**Work required:**
Reading the records below, count the lines in which the string "rate" appears; write the number only.

- - - - -

// ==========================================
// 运费对账分析工具 - 命令行入口
// ==========================================
// 流程: 加载配置 → 分析 → 输出视图 → 导出
// 报表输出到 stdout，日志输出到 stderr
// ==========================================

use anyhow::{Context, Result};
use chrono::Local;
use clap::{Parser, ValueEnum};
use shipping_cost_analyzer::api::{AnalysisReport, AnalyzerApi};
use shipping_cost_analyzer::config::{AnalyzerConfigReader, ConfigManager};
use shipping_cost_analyzer::domain::{IssueFilter, RecordFilter};
use shipping_cost_analyzer::i18n::{self, t_with_args};
use shipping_cost_analyzer::report::{self, views};
use shipping_cost_analyzer::{logging, APP_NAME, VERSION};
use std::path::{Path, PathBuf};

#[derive(Debug, Clone, Copy, PartialEq, Eq, ValueEnum)]
enum View {
    Dashboard,
    Issues,
    Data,
    All,
}

#[derive(Parser, Debug)]
#[command(
    author,
    version,
    about = "Reconcile shipping costs against store orders",
    long_about = None
)]
struct Cli {
    /// Shipping-cost spreadsheet (.xlsx/.xls/.csv)
    #[arg(long)]
    shipping: PathBuf,

    /// Order export (.csv/.xlsx)
    #[arg(long)]
    orders: PathBuf,

    /// Configuration file (JSON)
    #[arg(long)]
    config: Option<PathBuf>,

    /// Which report view to print
    #[arg(long, value_enum, default_value_t = View::Dashboard)]
    view: View,

    /// Issue category for the issues view: all, unmatched-shipments,
    /// unmatched-orders, multi-tracking, duplicate-tracking or country-mismatch
    #[arg(long, default_value = "all")]
    issue_type: IssueFilter,

    /// Record filter for the data view (matched, all, unmatched)
    #[arg(long, default_value = "matched")]
    show: RecordFilter,

    /// Restrict the data view and outliers to one country
    #[arg(long)]
    country: Option<String>,

    /// Export matched rows to CSV (a directory gets the default file name)
    #[arg(long)]
    export: Option<PathBuf>,

    /// Write the full analysis report as JSON
    #[arg(long)]
    report_json: Option<PathBuf>,

    /// Override the RMB to USD exchange rate
    #[arg(long)]
    rate: Option<f64>,

    /// Report language (en, zh-CN)
    #[arg(long)]
    locale: Option<String>,

    /// Emit logs as JSON lines
    #[arg(long)]
    json_logs: bool,
}

fn main() {
    let cli = Cli::parse();

    if cli.json_logs {
        logging::init_json();
    } else {
        logging::init();
    }

    tracing::info!("{} v{}", APP_NAME, VERSION);

    if let Err(e) = run(&cli) {
        tracing::error!("运行失败: {:#}", e);
        eprintln!("error: {:#}", e);
        std::process::exit(1);
    }
}

fn load_config(cli: &Cli) -> Result<ConfigManager> {
    let mut manager =
        ConfigManager::load(cli.config.as_deref()).context("failed to load configuration")?;

    if let Some(rate) = cli.rate {
        manager
            .override_exchange_rate(rate)
            .context("invalid --rate")?;
    }
    if let Some(locale) = cli.locale.as_deref() {
        manager
            .override_locale(locale)
            .context("invalid --locale")?;
    }

    Ok(manager)
}

fn run(cli: &Cli) -> Result<()> {
    let manager = load_config(cli)?;
    i18n::set_locale(manager.locale());

    let api = AnalyzerApi::new(manager);
    let report = api
        .analyze(&cli.shipping, &cli.orders)
        .context("analysis failed")?;
    let country = api
        .resolve_country(&report, cli.country.as_deref())
        .context("invalid --country")?;

    println!(
        "{}",
        views::render_load_summary(&[&report.shipping_load, &report.orders_load])
    );
    print_views(cli, &api, &report, country.as_deref());

    if let Some(target) = cli.export.as_deref() {
        let path = export_path(target);
        let written = report::export_matched_csv(&path, &report.reconciliation.rows)
            .with_context(|| format!("failed to export {}", path.display()))?;
        println!(
            "{}",
            t_with_args(
                "export.csv_done",
                &[
                    ("count", written.to_string().as_str()),
                    ("path", path.display().to_string().as_str()),
                ],
            )
        );
    }

    if let Some(path) = cli.report_json.as_deref() {
        report::export_json_report(path, &report)
            .with_context(|| format!("failed to write {}", path.display()))?;
        println!(
            "{}",
            t_with_args(
                "export.json_done",
                &[("path", path.display().to_string().as_str())],
            )
        );
    }

    Ok(())
}

fn print_views<C: AnalyzerConfigReader>(
    cli: &Cli,
    api: &AnalyzerApi<C>,
    report: &AnalysisReport,
    country: Option<&str>,
) {
    if matches!(cli.view, View::Dashboard | View::All) {
        let outliers = api.outliers(report, country);
        println!(
            "{}",
            views::render_dashboard(report.summary.as_ref(), &report.country_stats, &outliers)
        );
    }

    if matches!(cli.view, View::Issues | View::All) {
        let issues = api.filter_issues(report, cli.issue_type);
        println!("{}", views::render_issues(&issues, cli.issue_type));
    }

    if matches!(cli.view, View::Data | View::All) {
        let rows = api.filter_rows(report, cli.show, country);
        println!("{}", views::render_data_table(&rows));
    }
}

/// 目标为目录时使用默认文件名
fn export_path(target: &Path) -> PathBuf {
    if target.is_dir() {
        target.join(report::default_export_file_name(Local::now().date_naive()))
    } else {
        target.to_path_buf()
    }
}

- - - - -

**Solved problem:**
5